Question

If $A,B,C$ are the angles of a triangle, then the value of ${\sin ^2}A + {\sin ^2}B + {\sin ^2}C - 2\cos A.\cos B.\cos c =$?

Answer 1

In order to solve this question first, we assume a variable equal to the asked expression. Then we multiply and divide by 2 into the first three factors. And then convert those in cos double angle. Then add the constant part and use the sum of the two cos functions and express those in terms of the third angle. And then take the common and remaining last angle in terms of the first two angles then again use the sum of cos function. And then make some calculations and get some calculations.

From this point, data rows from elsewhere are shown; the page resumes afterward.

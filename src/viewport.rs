//! Output surface sizing and camera aspect.
//!
//! [`ViewportController`] is the only writer of the [`Surface`] and of the
//! camera's aspect ratio. Every resize recomputes both from scratch, so
//! repeating an event changes nothing. Degenerate sizes (a zero width or
//! height) are remembered but never reach the projection or the renderer.

use log::debug;

use crate::{camera::Camera, render::Renderer};

/// Logical size of the drawing surface and the device pixel density.
#[derive(Clone, Copy, Debug, PartialEq)]
pub struct Surface {
    pub width: u32,
    pub height: u32,
    pub pixel_density: f64,
}

impl Surface {
    pub fn is_degenerate(&self) -> bool {
        self.width == 0 || self.height == 0
    }
}

#[derive(Debug)]
pub struct ViewportController {
    surface: Surface,
    camera: Camera,
    max_pixel_density: f64,
    pending: Option<(u32, u32)>,
}

impl ViewportController {
    pub fn new(camera: Camera, surface: Surface, max_pixel_density: f64) -> Self {
        let mut viewport = Self {
            surface: Surface {
                pixel_density: sanitize_density(surface.pixel_density),
                ..surface
            },
            camera,
            max_pixel_density: sanitize_density(max_pixel_density),
            pending: None,
        };
        viewport.update_aspect();
        viewport
    }

    pub fn surface(&self) -> Surface {
        self.surface
    }

    pub fn camera(&self) -> &Camera {
        &self.camera
    }

    /// For orbit controls; the aspect ratio is overwritten on the next positive resize.
    pub fn camera_mut(&mut self) -> &mut Camera {
        &mut self.camera
    }

    /// Density handed to the renderer: the device density capped by configuration.
    pub fn effective_pixel_density(&self) -> f64 {
        self.surface.pixel_density.min(self.max_pixel_density)
    }

    /// Apply a new logical size right away.
    pub fn on_resize<R: Renderer + ?Sized>(&mut self, width: u32, height: u32, renderer: &mut R) {
        self.pending = None;
        self.surface.width = width;
        self.surface.height = height;
        if self.surface.is_degenerate() {
            debug!("Ignoring degenerate surface size {}x{}", width, height);
            return;
        }
        self.update_aspect();
        renderer.resize(width, height, self.effective_pixel_density());
    }

    /// Queue a size to be applied by [`apply_pending`](Self::apply_pending); the last request wins.
    pub fn request_resize(&mut self, width: u32, height: u32) {
        self.pending = Some((width, height));
    }

    pub fn has_pending(&self) -> bool {
        self.pending.is_some()
    }

    /// Returns true if a queued resize was applied.
    pub fn apply_pending<R: Renderer + ?Sized>(&mut self, renderer: &mut R) -> bool {
        match self.pending.take() {
            Some((width, height)) => {
                self.on_resize(width, height, renderer);
                true
            }
            None => false,
        }
    }

    /// Non-finite or non-positive densities are treated as 1.
    pub fn set_pixel_density<R: Renderer + ?Sized>(&mut self, density: f64, renderer: &mut R) {
        self.surface.pixel_density = sanitize_density(density);
        self.reconfigure(renderer);
    }

    /// Re-emit the current size, e.g. after the output surface was lost.
    /// A queued resize takes precedence over the current size.
    pub fn reconfigure<R: Renderer + ?Sized>(&mut self, renderer: &mut R) {
        let (width, height) = self
            .pending
            .take()
            .unwrap_or((self.surface.width, self.surface.height));
        self.on_resize(width, height, renderer);
    }

    fn update_aspect(&mut self) {
        if !self.surface.is_degenerate() {
            self.camera.aspect = self.surface.width as f32 / self.surface.height as f32;
        }
    }
}

fn sanitize_density(density: f64) -> f64 {
    if density.is_finite() && density > 0.0 {
        density
    } else {
        1.0
    }
}

#[cfg(test)]
mod tests {
    use approx::assert_relative_eq;

    use super::*;
    use crate::{render::RenderError, scene::Scene};

    #[derive(Default)]
    struct Resizes(Vec<(u32, u32, f64)>);

    impl Renderer for Resizes {
        fn resize(&mut self, width: u32, height: u32, pixel_density: f64) {
            self.0.push((width, height, pixel_density));
        }

        fn draw_frame(&mut self, _: &Scene, _: &Camera) -> Result<(), RenderError> {
            Ok(())
        }
    }

    fn viewport(density: f64) -> ViewportController {
        ViewportController::new(
            Camera::new(75.0, 1.0, 0.1, 100.0),
            Surface {
                width: 0,
                height: 0,
                pixel_density: density,
            },
            2.0,
        )
    }

    #[test]
    fn resize_is_idempotent() {
        let mut vp = viewport(1.0);
        let mut renderer = Resizes::default();
        vp.on_resize(800, 600, &mut renderer);
        vp.on_resize(800, 600, &mut renderer);
        assert_relative_eq!(vp.camera().aspect, 800.0 / 600.0);
        assert_eq!(renderer.0, vec![(800, 600, 1.0), (800, 600, 1.0)]);
    }

    #[test]
    fn zero_height_keeps_the_last_aspect() {
        let mut vp = viewport(1.0);
        let mut renderer = Resizes::default();
        vp.on_resize(800, 600, &mut renderer);
        vp.on_resize(800, 0, &mut renderer);
        assert!(vp.camera().aspect.is_finite());
        assert_relative_eq!(vp.camera().aspect, 800.0 / 600.0);
        assert_eq!(renderer.0.len(), 1);
        assert_eq!(vp.surface().height, 0);
    }

    #[test]
    fn pixel_density_is_capped() {
        let mut vp = viewport(3.0);
        let mut renderer = Resizes::default();
        vp.on_resize(1024, 768, &mut renderer);
        assert_eq!(renderer.0, vec![(1024, 768, 2.0)]);
        assert_eq!(vp.surface().pixel_density, 3.0);
    }

    #[test]
    fn broken_densities_fall_back_to_one() {
        let mut vp = viewport(1.0);
        let mut renderer = Resizes::default();
        vp.on_resize(640, 480, &mut renderer);
        vp.set_pixel_density(f64::NAN, &mut renderer);
        vp.set_pixel_density(-2.0, &mut renderer);
        vp.set_pixel_density(1.5, &mut renderer);
        let densities: Vec<f64> = renderer.0.iter().map(|r| r.2).collect();
        assert_eq!(densities, vec![1.0, 1.0, 1.0, 1.5]);
    }

    #[test]
    fn density_change_keeps_a_queued_resize() {
        let mut vp = viewport(1.0);
        let mut renderer = Resizes::default();
        vp.on_resize(800, 600, &mut renderer);
        vp.request_resize(1000, 500);
        vp.set_pixel_density(1.5, &mut renderer);
        assert!(!vp.has_pending());
        assert_eq!(vp.surface().width, 1000);
        assert_relative_eq!(vp.camera().aspect, 2.0);
        assert_eq!(renderer.0.last(), Some(&(1000, 500, 1.5)));
    }

    #[test]
    fn queued_resizes_apply_once_and_last_wins() {
        let mut vp = viewport(1.0);
        let mut renderer = Resizes::default();
        vp.request_resize(300, 300);
        vp.request_resize(400, 200);
        assert!(vp.has_pending());
        assert!(vp.apply_pending(&mut renderer));
        assert!(!vp.apply_pending(&mut renderer));
        assert_eq!(renderer.0, vec![(400, 200, 1.0)]);
        assert_relative_eq!(vp.camera().aspect, 2.0);
    }
}
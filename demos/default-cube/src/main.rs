use haunt_ngin::{EngineConfig, resources::TextureLoader, scenes};

fn main() -> Result<(), Box<dyn std::error::Error>> {
    let config = EngineConfig::default().with_title("Default Cube");
    haunt_ngin::run(config, Box::new(|_: &TextureLoader| scenes::default_cube()))?;
    Ok(())
}
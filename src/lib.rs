//! haunt-ngin
//!
//! A small cross-platform scene-composition engine with native and WASM
//! support. A scene is a registry of meshes, lights and groups; a frame loop
//! advances its animations and debug bindings from one clock reading per
//! frame and hands it to a wgpu renderer that batches identical geometry into
//! instanced draws.
//!
//! High-level modules
//! - `animation`: time-parameterised orbit paths and the driver applying them
//! - `binding`: observable values and the debug control panel
//! - `camera`: perspective camera, uniforms and orbit controls
//! - `clock`: monotonic and manual time sources
//! - `config`: host configuration
//! - `context`: the wgpu renderer owning device, queue and pipeline
//! - `data_structures`: entities, transforms, the scene graph and GPU meshes/textures
//! - `flow`: the winit host and its event loop
//! - `frame`: the frame loop state machine
//! - `pipelines`: the lit scene pipeline and its light/fog uniforms
//! - `render`: the renderer seam and batching
//! - `resources`: mesh generation and asynchronous texture loading
//! - `scene`: the scene bundle and its environment
//! - `scenes`: ready-made scenes
//! - `viewport`: surface sizing and camera aspect
//!

pub mod animation;
pub mod binding;
pub mod camera;
pub mod clock;
pub mod config;
pub mod context;
pub mod data_structures;
pub mod flow;
pub mod frame;
pub mod pipelines;
pub mod render;
pub mod resources;
pub mod scene;
pub mod scenes;
pub mod viewport;

// Re-exports commonly used types for convenience in downstream code.
pub use cgmath;
pub use config::EngineConfig;
pub use flow::{SceneConstructor, run};
pub use scene::{Composition, Scene};
pub use winit::event::WindowEvent;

Complete step by step answer:
We have given that $A,B,C$ are the angles of a triangle.
To find,
The value of the ${\sin ^2}A + {\sin ^2}B + {\sin ^2}C - 2\cos A.\cos B.\cos c =$ expression
Let the obtained value from the asked expression is $x$
$x = {\sin ^2}A + {\sin ^2}B + {\sin ^2}C - 2\cos A.\cos B.\cos c$ (given)
On multiplying and dividing by 2 in the first three terms.
$\Rightarrow \dfrac{1}{2}\left( {2{{\sin }^2}A + 2{{\sin }^2}B + 2{{\sin }^2}C} \right) - 2\cos A.\cos B.\cos c$
Now using the formula of double angle $2{\sin ^2}\theta = 1 - \cos 2\theta$
$\Rightarrow \dfrac{1}{2}\left( {1 - \cos 2A + 1 - \cos 2B + 1 - \cos 2c} \right) - 2\cos A.\cos B.\cos c$
On rearranging the expression
$\Rightarrow \dfrac{1}{2}\left( {3 - \left( {\cos 2A + \cos 2B + \cos 2c} \right)} \right) - 2\cos A.\cos B.\cos c$
Now using the formula $\cos C + \cos D = 2\cos \left( {\dfrac{{C + D}}{2}} \right)\cos \left( {\dfrac{{C - D}}{2}} \right)$ and $\cos 2\theta = 2{\cos ^2}\theta - 1$
$\Rightarrow \dfrac{1}{2}\left( {3 - 2\cos \left( {A + B} \right)\cos \left( {A - B} \right) - 2{{\cos }^2}c + 1} \right) - 2\cos A.\cos B.\cos c$
Now adding the constant term and we know that sum of all angle of triangle is $\pi$ so we write $A + B = \pi - C$
$\Rightarrow \dfrac{1}{2}\left( {4 - 2\cos \left( {\pi - C} \right)\cos \left( {A - B} \right) - 2{{\cos }^2}c} \right) - 2\cos A.\cos B.\cos c$
We know that $\cos \left( {\pi - C} \right) = - \cos C$
$\Rightarrow \dfrac{1}{2}\left( {4 + 2\cos C\cos \left( {A - B} \right) - 2{{\cos }^2}c} \right) - 2\cos A.\cos B.\cos c$
Now on multiplying and expanding.
$\Rightarrow 2 + \cos C\cos \left( {A - B} \right) - {\cos ^2}C - 2\cos A.\cos B.\cos C$
Taking $\cos C$ common from the first two terms and writing $\pi - \left( {A + B} \right)$.
$\Rightarrow 2 + \cos C\left( {\cos \left( {A - B} \right) - \cos \left( {\pi - \left( {A + B} \right)} \right)} \right) - 2\cos A.\cos B.\cos C$
We know that $\cos \left( {\pi - C} \right) = - \cos C$
$\Rightarrow 2 + \cos C\left( {\cos \left( {A - B} \right) + \cos \left( {A + B} \right)} \right) - 2\cos A.\cos B.\cos C$
Now using the formula $\cos C + \cos D = 2\cos \left( {\dfrac{{C + D}}{2}} \right)\cos \left( {\dfrac{{C - D}}{2}} \right)$
$\Rightarrow 2 + 2\cos C\cos A\cos B - 2\cos A.\cos B.\cos C$
On simplifying we get-
$\Rightarrow 2$
If $A,B,C$ are the angles of a triangle, then the value of ${\sin ^2}A + {\sin ^2}B + {\sin ^2}C - 2\cos A.\cos B.\cos c = 2$

Note: To solve this type of question students must know all the formulas of trigonometry and conditions of the triangle. There are many places where students get confused or stuck in between so practice more questions which will increase the solving speed and accuracy.